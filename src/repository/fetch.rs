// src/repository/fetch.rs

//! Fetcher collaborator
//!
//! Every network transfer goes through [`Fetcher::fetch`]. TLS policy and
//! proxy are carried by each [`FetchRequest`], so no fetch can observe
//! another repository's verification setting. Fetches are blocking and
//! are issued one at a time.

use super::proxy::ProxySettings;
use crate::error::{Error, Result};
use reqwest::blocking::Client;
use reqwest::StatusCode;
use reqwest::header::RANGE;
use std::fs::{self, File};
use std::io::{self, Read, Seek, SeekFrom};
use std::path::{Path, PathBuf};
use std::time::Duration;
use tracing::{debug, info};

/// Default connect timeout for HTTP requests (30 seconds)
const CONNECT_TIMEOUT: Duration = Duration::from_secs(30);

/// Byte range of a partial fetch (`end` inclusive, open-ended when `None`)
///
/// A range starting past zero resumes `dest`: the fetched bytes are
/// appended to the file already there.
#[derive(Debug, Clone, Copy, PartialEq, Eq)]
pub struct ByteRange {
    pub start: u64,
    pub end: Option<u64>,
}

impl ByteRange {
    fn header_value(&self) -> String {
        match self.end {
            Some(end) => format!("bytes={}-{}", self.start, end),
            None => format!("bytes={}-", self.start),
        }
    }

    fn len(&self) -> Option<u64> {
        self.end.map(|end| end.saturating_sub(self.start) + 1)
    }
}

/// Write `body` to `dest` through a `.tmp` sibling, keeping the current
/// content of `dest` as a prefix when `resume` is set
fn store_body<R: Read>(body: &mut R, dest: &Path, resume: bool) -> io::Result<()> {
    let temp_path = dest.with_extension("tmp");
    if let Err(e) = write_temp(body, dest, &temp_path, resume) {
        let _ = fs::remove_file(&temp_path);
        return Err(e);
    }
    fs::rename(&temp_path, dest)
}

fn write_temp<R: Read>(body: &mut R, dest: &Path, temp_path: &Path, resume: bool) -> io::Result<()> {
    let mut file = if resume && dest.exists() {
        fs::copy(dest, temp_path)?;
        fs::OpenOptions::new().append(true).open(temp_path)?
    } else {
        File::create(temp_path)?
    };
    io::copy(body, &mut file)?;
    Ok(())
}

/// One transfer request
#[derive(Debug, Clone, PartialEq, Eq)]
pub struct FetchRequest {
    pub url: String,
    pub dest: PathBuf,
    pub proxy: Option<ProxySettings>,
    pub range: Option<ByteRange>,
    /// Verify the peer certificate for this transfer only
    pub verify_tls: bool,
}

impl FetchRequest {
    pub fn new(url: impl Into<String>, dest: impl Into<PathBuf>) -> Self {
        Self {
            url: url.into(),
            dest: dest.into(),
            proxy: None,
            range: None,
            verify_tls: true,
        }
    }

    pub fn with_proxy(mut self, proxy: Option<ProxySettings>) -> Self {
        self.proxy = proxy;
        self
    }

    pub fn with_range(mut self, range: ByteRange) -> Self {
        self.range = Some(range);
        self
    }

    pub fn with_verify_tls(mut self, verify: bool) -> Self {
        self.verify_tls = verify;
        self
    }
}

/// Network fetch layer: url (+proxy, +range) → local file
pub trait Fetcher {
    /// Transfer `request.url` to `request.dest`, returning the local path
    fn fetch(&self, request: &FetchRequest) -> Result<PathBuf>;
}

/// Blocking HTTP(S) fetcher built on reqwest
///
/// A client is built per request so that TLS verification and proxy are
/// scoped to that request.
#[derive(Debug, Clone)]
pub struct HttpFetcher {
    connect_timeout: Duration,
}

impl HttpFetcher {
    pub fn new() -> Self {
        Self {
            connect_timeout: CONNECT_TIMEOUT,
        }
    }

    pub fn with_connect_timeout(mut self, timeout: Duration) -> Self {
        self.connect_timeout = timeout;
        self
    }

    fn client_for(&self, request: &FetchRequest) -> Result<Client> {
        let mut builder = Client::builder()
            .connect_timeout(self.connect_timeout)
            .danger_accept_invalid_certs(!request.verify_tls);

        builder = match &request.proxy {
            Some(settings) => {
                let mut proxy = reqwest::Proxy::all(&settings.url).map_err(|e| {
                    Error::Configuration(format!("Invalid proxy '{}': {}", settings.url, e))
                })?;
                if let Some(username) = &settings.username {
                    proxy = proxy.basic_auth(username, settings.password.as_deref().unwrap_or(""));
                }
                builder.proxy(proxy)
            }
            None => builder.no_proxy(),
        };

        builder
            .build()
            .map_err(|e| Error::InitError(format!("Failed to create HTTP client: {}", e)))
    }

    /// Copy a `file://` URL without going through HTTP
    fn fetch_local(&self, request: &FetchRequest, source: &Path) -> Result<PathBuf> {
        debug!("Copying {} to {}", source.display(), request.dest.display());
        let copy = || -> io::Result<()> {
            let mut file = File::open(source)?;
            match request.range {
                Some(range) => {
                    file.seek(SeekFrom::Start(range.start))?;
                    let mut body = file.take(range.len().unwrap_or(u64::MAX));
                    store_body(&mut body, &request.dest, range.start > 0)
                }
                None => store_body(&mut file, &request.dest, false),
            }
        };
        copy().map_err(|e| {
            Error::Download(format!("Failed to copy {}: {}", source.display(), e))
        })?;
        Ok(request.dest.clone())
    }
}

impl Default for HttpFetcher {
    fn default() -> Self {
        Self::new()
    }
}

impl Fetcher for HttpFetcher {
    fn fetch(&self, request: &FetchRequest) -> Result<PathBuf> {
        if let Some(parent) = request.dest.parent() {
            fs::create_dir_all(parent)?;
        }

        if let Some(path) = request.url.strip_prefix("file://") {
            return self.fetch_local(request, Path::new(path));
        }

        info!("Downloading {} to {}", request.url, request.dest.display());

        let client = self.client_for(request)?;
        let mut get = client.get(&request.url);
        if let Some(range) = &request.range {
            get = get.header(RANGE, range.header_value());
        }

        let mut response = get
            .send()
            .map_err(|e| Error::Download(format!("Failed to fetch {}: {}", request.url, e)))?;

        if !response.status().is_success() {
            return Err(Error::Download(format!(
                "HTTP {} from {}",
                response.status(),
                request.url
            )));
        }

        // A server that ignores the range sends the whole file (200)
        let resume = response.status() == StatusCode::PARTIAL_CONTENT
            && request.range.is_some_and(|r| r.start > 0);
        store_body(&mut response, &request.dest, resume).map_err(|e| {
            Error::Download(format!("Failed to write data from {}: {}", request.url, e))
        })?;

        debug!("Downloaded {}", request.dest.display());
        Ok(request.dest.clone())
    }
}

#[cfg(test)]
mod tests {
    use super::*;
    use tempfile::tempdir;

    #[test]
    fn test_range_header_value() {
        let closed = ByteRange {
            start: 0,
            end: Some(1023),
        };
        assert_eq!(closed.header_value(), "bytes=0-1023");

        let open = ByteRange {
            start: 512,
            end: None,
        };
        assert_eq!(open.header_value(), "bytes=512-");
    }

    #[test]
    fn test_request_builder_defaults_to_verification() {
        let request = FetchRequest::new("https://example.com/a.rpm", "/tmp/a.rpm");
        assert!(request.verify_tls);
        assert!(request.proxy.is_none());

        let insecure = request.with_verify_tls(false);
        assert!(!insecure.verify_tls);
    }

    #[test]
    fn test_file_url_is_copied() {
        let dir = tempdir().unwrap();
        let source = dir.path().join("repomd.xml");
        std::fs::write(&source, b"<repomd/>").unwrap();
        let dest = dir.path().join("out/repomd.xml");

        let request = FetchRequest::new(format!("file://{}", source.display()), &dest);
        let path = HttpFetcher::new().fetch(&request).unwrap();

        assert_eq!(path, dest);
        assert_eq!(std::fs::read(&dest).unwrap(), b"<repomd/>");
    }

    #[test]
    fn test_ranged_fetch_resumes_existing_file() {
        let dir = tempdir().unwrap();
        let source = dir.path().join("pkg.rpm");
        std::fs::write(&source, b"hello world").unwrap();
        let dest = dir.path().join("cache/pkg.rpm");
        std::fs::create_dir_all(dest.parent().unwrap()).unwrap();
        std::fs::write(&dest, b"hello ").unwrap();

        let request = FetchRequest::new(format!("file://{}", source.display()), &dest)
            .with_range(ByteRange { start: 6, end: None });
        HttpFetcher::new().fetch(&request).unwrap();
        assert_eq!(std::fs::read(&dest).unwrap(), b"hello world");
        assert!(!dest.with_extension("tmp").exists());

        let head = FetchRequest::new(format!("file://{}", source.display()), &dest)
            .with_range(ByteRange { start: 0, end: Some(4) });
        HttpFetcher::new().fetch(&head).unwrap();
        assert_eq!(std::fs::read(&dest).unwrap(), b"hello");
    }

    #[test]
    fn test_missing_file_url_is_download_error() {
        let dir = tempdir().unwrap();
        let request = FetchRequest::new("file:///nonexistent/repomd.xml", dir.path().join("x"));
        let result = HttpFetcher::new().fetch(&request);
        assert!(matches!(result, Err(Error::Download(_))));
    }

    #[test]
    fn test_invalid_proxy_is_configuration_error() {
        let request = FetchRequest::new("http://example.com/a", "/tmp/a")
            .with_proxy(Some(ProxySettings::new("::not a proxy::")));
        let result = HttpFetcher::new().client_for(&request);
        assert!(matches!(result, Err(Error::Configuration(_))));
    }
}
=-=-=-=-=
(Exercise objective) Retype exactly the lines from the first line of the records above through the line containing "One transfer request", both included, and nothing else.

(Exercise output)
filename src/repository/fetch.rs
// src/repository/fetch.rs

//! Fetcher collaborator
//!
//! Every network transfer goes through [`Fetcher::fetch`]. TLS policy and
//! proxy are carried by each [`FetchRequest`], so no fetch can observe
//! another repository's verification setting. Fetches are blocking and
//! are issued one at a time.

use super::proxy::ProxySettings;
use crate::error::{Error, Result};
use reqwest::blocking::Client;
use reqwest::StatusCode;
use reqwest::header::RANGE;
use std::fs::{self, File};
use std::io::{self, Read, Seek, SeekFrom};
use std::path::{Path, PathBuf};
use std::time::Duration;
use tracing::{debug, info};

/// Default connect timeout for HTTP requests (30 seconds)
const CONNECT_TIMEOUT: Duration = Duration::from_secs(30);

/// Byte range of a partial fetch (`end` inclusive, open-ended when `None`)
///
/// A range starting past zero resumes `dest`: the fetched bytes are
/// appended to the file already there.
#[derive(Debug, Clone, Copy, PartialEq, Eq)]
pub struct ByteRange {
    pub start: u64,
    pub end: Option<u64>,
}

impl ByteRange {
    fn header_value(&self) -> String {
        match self.end {
            Some(end) => format!("bytes={}-{}", self.start, end),
            None => format!("bytes={}-", self.start),
        }
    }

    fn len(&self) -> Option<u64> {
        self.end.map(|end| end.saturating_sub(self.start) + 1)
    }
}

/// Write `body` to `dest` through a `.tmp` sibling, keeping the current
/// content of `dest` as a prefix when `resume` is set
fn store_body<R: Read>(body: &mut R, dest: &Path, resume: bool) -> io::Result<()> {
    let temp_path = dest.with_extension("tmp");
    if let Err(e) = write_temp(body, dest, &temp_path, resume) {
        let _ = fs::remove_file(&temp_path);
        return Err(e);
    }
    fs::rename(&temp_path, dest)
}

fn write_temp<R: Read>(body: &mut R, dest: &Path, temp_path: &Path, resume: bool) -> io::Result<()> {
    let mut file = if resume && dest.exists() {
        fs::copy(dest, temp_path)?;
        fs::OpenOptions::new().append(true).open(temp_path)?
    } else {
        File::create(temp_path)?
    };
    io::copy(body, &mut file)?;
    Ok(())
}

/// One transfer request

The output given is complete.